10:00 PM PDT on Thursday, May 26, 2011
By JIM MILLER
SACRAMENTO – Inland Regional Center’s first attempt at getting off state-imposed probation has fallen short, with a recent state letter highlighting continued concerns about operations at the San Bernardino-based facility.
The center serves 22,000 developmentally disabled residents in Riverside and San Bernardino counties. It is the largest of 21 nonprofit agencies that contract with the state to arrange transportation, housing and other services for developmentally disabled residents.
The Department of Developmental Services placed the Inland center on probation in January, putting the center’s contract at risk. The order followed an audit’s conclusion that the center violated part of its contract, as well as questions about how the center sets its provider rates, handles property and manages its housing program.
In a May 20 letter, department director Terri Delgadillo told the president of the regional center’s board of directors that “we commend you for your achievements” but “many significant issues remain.”
Delgadillo said the center hasn’t met demands that it compile an accurate inventory of its state property. The center also continues to pay vendor rates that violate state law, Delgadillo wrote, and wrongly gave money to foundations that in turn distributed grants for “move-in costs/household items.”
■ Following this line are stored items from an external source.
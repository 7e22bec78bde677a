//! The standard wage distribution over labor cost.

use labor_tax_core::{LaborCostTransform, WageDensity, WageTable, WageTableError};

use crate::constants::{
    AVERAGE_GROSS_WAGE, CAP_MULTIPLE, COST_MULTIPLIER, EXCESS_COST_MULTIPLIER,
    REFERENCE_AVERAGE_GROSS_WAGE, WAGE_TABLE_EDGES, WAGE_TABLE_FREQUENCIES,
};

/// Wage table as sampled in the reference year.
pub fn standard_wage_table() -> Result<WageTable, WageTableError> {
    WageTable::new(
        REFERENCE_AVERAGE_GROSS_WAGE,
        WAGE_TABLE_EDGES.to_vec(),
        WAGE_TABLE_FREQUENCIES.to_vec(),
    )
}

/// Gross-to-cost transform under current levies.
pub fn standard_transform() -> LaborCostTransform {
    LaborCostTransform {
        average_gross_wage: AVERAGE_GROSS_WAGE,
        cost_multiplier: COST_MULTIPLIER,
        cap_multiple: CAP_MULTIPLE,
        excess_multiplier: EXCESS_COST_MULTIPLIER,
    }
}

/// Density of labor cost at the current average wage.
pub fn standard_density() -> Result<WageDensity, WageTableError> {
    WageDensity::new(
        &standard_wage_table()?,
        AVERAGE_GROSS_WAGE,
        standard_transform(),
    )
}
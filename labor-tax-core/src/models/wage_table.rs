use serde::Serialize;
use thiserror::Error;

/// Errors raised when a wage table or its conversion parameters are invalid.
#[derive(Debug, Error, PartialEq)]
pub enum WageTableError {
    /// A table needs at least one bin, i.e. two edges.
    #[error("wage table needs at least two edges, got {0}")]
    TooFewEdges(usize),

    /// There must be exactly one frequency per pair of consecutive edges.
    #[error("wage table has {edges} edges but {frequencies} frequencies")]
    LengthMismatch { edges: usize, frequencies: usize },

    #[error("wage table edge {index} ({value}) does not exceed the previous edge ({previous})")]
    NotStrictlyIncreasing {
        index: usize,
        previous: f64,
        value: f64,
    },

    #[error("wage table edge {index} is invalid: {value}")]
    InvalidEdge { index: usize, value: f64 },

    #[error("wage table frequency {index} is invalid: {value}")]
    InvalidFrequency { index: usize, value: f64 },

    /// Average wages are used as divisors and must be positive.
    #[error("average gross wage must be positive, got {0}")]
    InvalidAverageWage(f64),

    #[error("labor cost transform parameter {field} must be positive, got {value}")]
    InvalidTransform { field: &'static str, value: f64 },
}

/// One bucket of the wage table.
#[derive(Debug, Clone, Copy, PartialEq, Serialize)]
pub struct WageBin {
    pub lower_edge: f64,
    pub upper_edge: f64,

    /// Share of the population in `[lower_edge, upper_edge)`, in percent.
    pub frequency: f64,
}

/// Sparse, unevenly spaced histogram of gross wages.
///
/// Frequencies are relative shares in percent, not percentiles, and are not
/// required to sum to exactly 100.
#[derive(Debug, Clone, PartialEq, Serialize)]
pub struct WageTable {
    reference_average_wage: f64,
    edges: Vec<f64>,
    frequencies: Vec<f64>,
}

impl WageTable {
    /// Builds a table from `M + 1` gross-wage edges and `M` frequencies.
    ///
    /// `reference_average_wage` is the average gross wage in the year the
    /// table was sampled.
    pub fn new(
        reference_average_wage: f64,
        edges: Vec<f64>,
        frequencies: Vec<f64>,
    ) -> Result<Self, WageTableError> {
        if !reference_average_wage.is_finite() || reference_average_wage <= 0.0 {
            return Err(WageTableError::InvalidAverageWage(reference_average_wage));
        }
        if edges.len() < 2 {
            return Err(WageTableError::TooFewEdges(edges.len()));
        }
        if frequencies.len() + 1 != edges.len() {
            return Err(WageTableError::LengthMismatch {
                edges: edges.len(),
                frequencies: frequencies.len(),
            });
        }

        for (index, &value) in edges.iter().enumerate() {
            if !value.is_finite() || value < 0.0 {
                return Err(WageTableError::InvalidEdge { index, value });
            }
            if index > 0 && value <= edges[index - 1] {
                return Err(WageTableError::NotStrictlyIncreasing {
                    index,
                    previous: edges[index - 1],
                    value,
                });
            }
        }
        for (index, &value) in frequencies.iter().enumerate() {
            if !value.is_finite() || value < 0.0 {
                return Err(WageTableError::InvalidFrequency { index, value });
            }
        }

        Ok(Self {
            reference_average_wage,
            edges,
            frequencies,
        })
    }

    pub fn reference_average_wage(&self) -> f64 {
        self.reference_average_wage
    }

    pub fn edges(&self) -> &[f64] {
        &self.edges
    }

    pub fn frequencies(&self) -> &[f64] {
        &self.frequencies
    }

    pub fn bins(&self) -> impl Iterator<Item = WageBin> + '_ {
        self.edges
            .windows(2)
            .zip(&self.frequencies)
            .map(|(pair, &frequency)| WageBin {
                lower_edge: pair[0],
                upper_edge: pair[1],
                frequency,
            })
    }
}

#[cfg(test)]
mod tests {
    use pretty_assertions::assert_eq;

    use super::*;

    #[test]
    fn new_accepts_valid_table() {
        let table = WageTable::new(1000.0, vec![0.0, 10.0, 30.0], vec![40.0, 60.0]).unwrap();

        let bins: Vec<WageBin> = table.bins().collect();
        assert_eq!(
            bins,
            vec![
                WageBin {
                    lower_edge: 0.0,
                    upper_edge: 10.0,
                    frequency: 40.0
                },
                WageBin {
                    lower_edge: 10.0,
                    upper_edge: 30.0,
                    frequency: 60.0
                },
            ]
        );
    }

    #[test]
    fn new_rejects_single_edge() {
        let result = WageTable::new(1000.0, vec![0.0], vec![]);

        assert_eq!(result, Err(WageTableError::TooFewEdges(1)));
    }

    #[test]
    fn new_rejects_frequency_count_mismatch() {
        let result = WageTable::new(1000.0, vec![0.0, 10.0, 20.0], vec![50.0, 25.0, 25.0]);

        assert_eq!(
            result,
            Err(WageTableError::LengthMismatch {
                edges: 3,
                frequencies: 3
            })
        );
    }

    #[test]
    fn new_rejects_repeated_edge() {
        let result = WageTable::new(1000.0, vec![0.0, 10.0, 10.0], vec![50.0, 50.0]);

        assert_eq!(
            result,
            Err(WageTableError::NotStrictlyIncreasing {
                index: 2,
                previous: 10.0,
                value: 10.0
            })
        );
    }

    #[test]
    fn new_rejects_negative_frequency() {
        let result = WageTable::new(1000.0, vec![0.0, 10.0], vec![-1.0]);

        assert_eq!(
            result,
            Err(WageTableError::InvalidFrequency {
                index: 0,
                value: -1.0
            })
        );
    }

    #[test]
    fn new_rejects_zero_reference_wage() {
        let result = WageTable::new(0.0, vec![0.0, 10.0], vec![100.0]);

        assert_eq!(result, Err(WageTableError::InvalidAverageWage(0.0)));
    }
}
The center also needs to do more to protect whistleblowers and improve morale among its employee, Delgadillo said.
Department spokesman Nancy Lungren declined further comment on the department’s letter. A department audit of the Inland center continues and should be finished by summer, she said Thursday.
In a statement on the Inland center’s website, board president Drew Cutler said center officials “understood that our probation exit would be a process.